- Genre: Drama; history; war;
- Based on: The Bunker by James P. O'Donnell
- Written by: John Gay
- Directed by: George Schaefer
- Starring: Anthony Hopkins; Richard Jordan; Cliff Gorman; Susan Blakely;
- Music by: Brad Fiedel
- Country of origin: United States
- Original language: English

Production
- Executive producer: Bernard Sofronski
- Producers: David Susskind; Diana Kerew;
- Cinematography: Jean-Louis Picavet
- Editor: Greyfox
- Running time: 154 minutes
- Production company: Time-Life Productions

Original release
- Network: CBS
- Release: January 27, 1981

= The Bunker (1981 film) =

American television film

The Bunker is a 1981 American made-for-television historical war film produced by Time-Life Productions based on the 1975 book The Bunker by James P. O'Donnell.

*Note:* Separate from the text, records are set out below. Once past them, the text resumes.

use std::path::Path;
use std::process::ExitCode;

use anyhow::Context;
use clap::error::ErrorKind;
use clap::Parser;
use tracing::{error, info};
use tracing_subscriber::EnvFilter;

use vram_nbd::config::{Cli, Operation};
use vram_nbd::host::HostRuntime;
use vram_nbd::runtime::{Region, Runtime};
use vram_nbd::selector::{resolve, resolve_all};
use vram_nbd::{attach_device_with, BridgeAdapter, DeviceCatalog, MemoryBackend, StripeSet, Volume};

#[tokio::main(flavor = "current_thread")]
async fn main() -> ExitCode {
    let cli = match Cli::try_parse() {
        Ok(cli) => cli,
        Err(err) => {
            let _ = err.print();
            return match err.kind() {
                ErrorKind::DisplayHelp | ErrorKind::DisplayVersion => ExitCode::SUCCESS,
                _ => ExitCode::from(1),
            };
        }
    };

    tracing_subscriber::fmt()
        .with_env_filter(
            EnvFilter::try_from_default_env().unwrap_or_else(|_| cli.default_log_filter().into()),
        )
        .with_writer(std::io::stderr)
        .with_target(false)
        .init();

    let result = if cli.emulate.is_empty() {
        run_accelerator(&cli).await
    } else {
        let capacities: Vec<u64> = cli.emulate.iter().map(|size| size.bytes()).collect();
        run(HostRuntime::with_capacities(&capacities), &cli).await
    };

    match result {
        Ok(()) => ExitCode::SUCCESS,
        Err(err) => {
            error!("{err:#}");
            ExitCode::from(2)
        }
    }
}

#[cfg(feature = "opencl")]
async fn run_accelerator(cli: &Cli) -> anyhow::Result<()> {
    run(vram_nbd::opencl::OpenClRuntime::new(), cli).await
}

#[cfg(not(feature = "opencl"))]
async fn run_accelerator(cli: &Cli) -> anyhow::Result<()> {
    tracing::warn!("built without the `opencl` feature, only --emulate devices are available");
    run(HostRuntime::new(), cli).await
}

async fn run<T>(runtime: T, cli: &Cli) -> anyhow::Result<()>
where
    T: Runtime,
    T::Region: Unpin,
{
    let catalog = DeviceCatalog::enumerate(&runtime)?;
    info!("{} compatible platform(s) found", catalog.platforms().len());

    match &cli.operation {
        Operation::List => {
            eprint!("{}", catalog.table());
            Ok(())
        }
        Operation::Single {
            nbd_device,
            size,
            device,
        } => {
            info!(device = %device, "enqueuing device");
            let entry = resolve(&catalog, *device)?;
            let backend = MemoryBackend::allocate(&runtime, entry, size.bytes())?;
            serve(nbd_device, Volume::Single(backend), cli).await
        }
        Operation::Stripe {
            nbd_device,
            size,
            devices,
        } => {
            for device in devices {
                info!(device = %device, "enqueuing device");
            }
            let entries = resolve_all(&catalog, devices)?;
            let set = StripeSet::allocate(&runtime, &entries, size.bytes())?;
            serve(nbd_device, Volume::Striped(set), cli).await
        }
    }
}

async fn serve<R>(path: &Path, volume: Volume<R>, cli: &Cli) -> anyhow::Result<()>
where
    R: Region + Unpin,
{
    let adapter = BridgeAdapter::new(volume, cli.block_size)?;
    attach_device_with(path, adapter, cli.attach_options())
        .await
        .with_context(|| format!("serving {}", path.display()))
}
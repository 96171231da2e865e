//! Seam between the bridge and an accelerator compute runtime.
//!
//! A [`Runtime`] enumerates platforms and devices and allocates [`Region`]s.
//! Every transfer on a region is synchronous: it returns only after the
//! device has confirmed completion.

use std::fmt;

use thiserror::Error;

/// A failed call into the accelerator runtime.
#[derive(Debug, Clone, PartialEq, Eq, Error)]
#[error("{operation} failed: {message}")]
pub struct RuntimeError {
    /// Runtime call that failed.
    pub operation: &'static str,
    /// What the runtime reported.
    pub message: String,
}

impl RuntimeError {
    pub fn new(operation: &'static str, message: impl fmt::Display) -> Self {
        Self {
            operation,
            message: message.to_string(),
        }
    }
}

/// An accelerator compute runtime.
pub trait Runtime {
    type Platform: Clone;
    type Device: Clone;
    type Region: Region;

    /// All platforms visible to this process.
    fn platforms(&self) -> Result<Vec<Self::Platform>, RuntimeError>;
    fn platform_name(&self, platform: &Self::Platform) -> Result<String, RuntimeError>;
    /// All devices of a platform.
    fn devices(&self, platform: &Self::Platform) -> Result<Vec<Self::Device>, RuntimeError>;

    fn device_name(&self, device: &Self::Device) -> Result<String, RuntimeError>;
    fn device_vendor(&self, device: &Self::Device) -> Result<String, RuntimeError>;
    /// Total global memory of the device in bytes.
    fn device_memory(&self, device: &Self::Device) -> Result<u64, RuntimeError>;
    /// Availability as reported by the runtime.
    fn device_available(&self, device: &Self::Device) -> Result<bool, RuntimeError>;

    /// Reserve `size` bytes on `device`, together with whatever context and
    /// queue the transfers need. Either the whole region is reserved or
    /// nothing is.
    fn allocate(&self, device: &Self::Device, size: u64) -> Result<Self::Region, RuntimeError>;
}

/// A contiguous allocation on one device.
pub trait Region: Send {
    /// Size of the region in bytes.
    fn len(&self) -> u64;

    fn is_empty(&self) -> bool {
        self.len() == 0
    }

    /// Copy `dst.len()` bytes starting at `offset` into `dst`, blocking until
    /// the transfer has completed.
    fn read(&mut self, offset: u64, dst: &mut [u8]) -> Result<(), RuntimeError>;

    /// Copy `src` to the region at `offset`, blocking until the device has
    /// confirmed the write.
    fn write(&mut self, offset: u64, src: &[u8]) -> Result<(), RuntimeError>;

    /// Release the buffer, then the queue, then the context.
    fn release(self) -> Result<(), RuntimeError>
    where
        Self: Sized;
}
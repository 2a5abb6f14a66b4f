//! Entry point from parsed arguments to command handlers.

use std::path::Path;

use super::command::{CheckCommand, Cli, ColorChoice, Commands};
use super::{admin, check, cycle, output, run, status};
use crate::error::Result;
use crate::infrastructure::config::settings::Config;

/// Apply global flags and run the selected command.
///
/// # Errors
///
/// Propagates the command's error so the binary can exit non-zero.
pub async fn dispatch(cli: Cli) -> Result<()> {
    match cli.color {
        ColorChoice::Always => owo_colors::set_override(true),
        ColorChoice::Never => owo_colors::set_override(false),
        ColorChoice::Auto => {}
    }
    output::configure(output::OutputConfig::new(cli.json, cli.quiet, cli.verbose));

    match cli.command {
        Commands::Cycle(args) => cycle::execute(&args).await,
        Commands::Run(args) => run::execute(&args).await,
        Commands::Status(args) => status::execute(&args.config).await,
        Commands::Cancel(args) => admin::cancel(&args).await,
        Commands::ResetRisk(args) => admin::reset_risk(&args).await,
        Commands::Check(CheckCommand::Config(args)) => check::execute_config(&args.config),
    }
}

/// Load the config and start logging.
pub(crate) fn load_config(path: &Path) -> Result<Config> {
    let config = Config::load(path)?;
    config.init_logging();
    Ok(config)
}
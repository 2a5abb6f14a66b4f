//! Contract bindings for the keeper's collaborators.

use alloy_sol_types::sol;

sol! {
    #[sol(rpc)]
    contract KeeperHelper {
        error InvalidStateTransition(uint256 positionId, uint8 currentState);

        function getPendingOptions(address collection) external view returns (uint256[] memory);
        function getActiveOptions(address collection) external view returns (uint256[] memory);
        function getExpiredOptions(address collection) external view returns (uint256[] memory);
        function sumPNLWeightedDelta(address collection, uint256[] calldata positionIds)
            external view returns (int256 pnl, int256 weightedDelta);

        function batchActivateOptions(address collection, uint256[] calldata positionIds) external;
        function batchCloseOptions(address collection, uint256[] calldata positionIds) external;
        function batchForceClosePendingPositions(address collection, uint256[] calldata positionIds) external;
    }
}

sol! {
    #[sol(rpc)]
    contract AssetRiskCache {
        function getAssetRisk(address collection) external view returns (int256 delta, int256 pnl);
        function updateCollectionRisk(address collection, int256 delta, int256 pnl) external;
    }
}

sol! {
    #[sol(rpc)]
    contract Vault {
        function updateUnrealizedPNL() external;
    }
}

sol! {
    #[sol(rpc)]
    contract OptionToken {
        function totalSupply() external view returns (uint256);
    }
}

The film, directed by George Schaefer and adapted for the screen by John Gay, is a dramatization depicting the events surrounding Adolf Hitler's last weeks in and around his underground bunker in Berlin before and during the Battle of Berlin. The film stars Anthony Hopkins as Hitler, plus a cast including Richard Jordan, Susan Blakely, and Cliff Gorman.

At the 33rd Primetime Emmy Awards in 1981, Anthony Hopkins won the Primetime Emmy Award for Outstanding Lead Actor in a Miniseries or a Movie beating out two actors from the miniseries Shogun (Richard Chamberlain and Toshiro Mifune) and two actors from the miniseries Masada (Peter O'Toole and Peter Strauss).

== Plot ==
The film opens in July 1945, with American correspondent James O'Donnell (James Naughton) gaining entry to the now dark and flooded Führerbunker by bribing a Soviet sentry with a packet of cigarettes. The film then tells the story of the occupants of the bunker between January and May 1945 as an extended flashback. A number of historical events and the reactions of the bunker's residents are presented, including the encirclement of Berlin, Hitler's last meeting with Albert Speer and the attempts by Speer to sabotage Hitler's scorched earth policy, Speer's abortive plan to kill Hitler in the bunker, Hitler's dismissal of Heinz Guderian, Hitler's firing of Heinrich Himmler and Hermann Goering, the failure of German forces to lift the siege, the murder of the Goebbels children, Hitler's wedding to Eva Braun, and the suicides of Hitler, Braun and the Goebbels family.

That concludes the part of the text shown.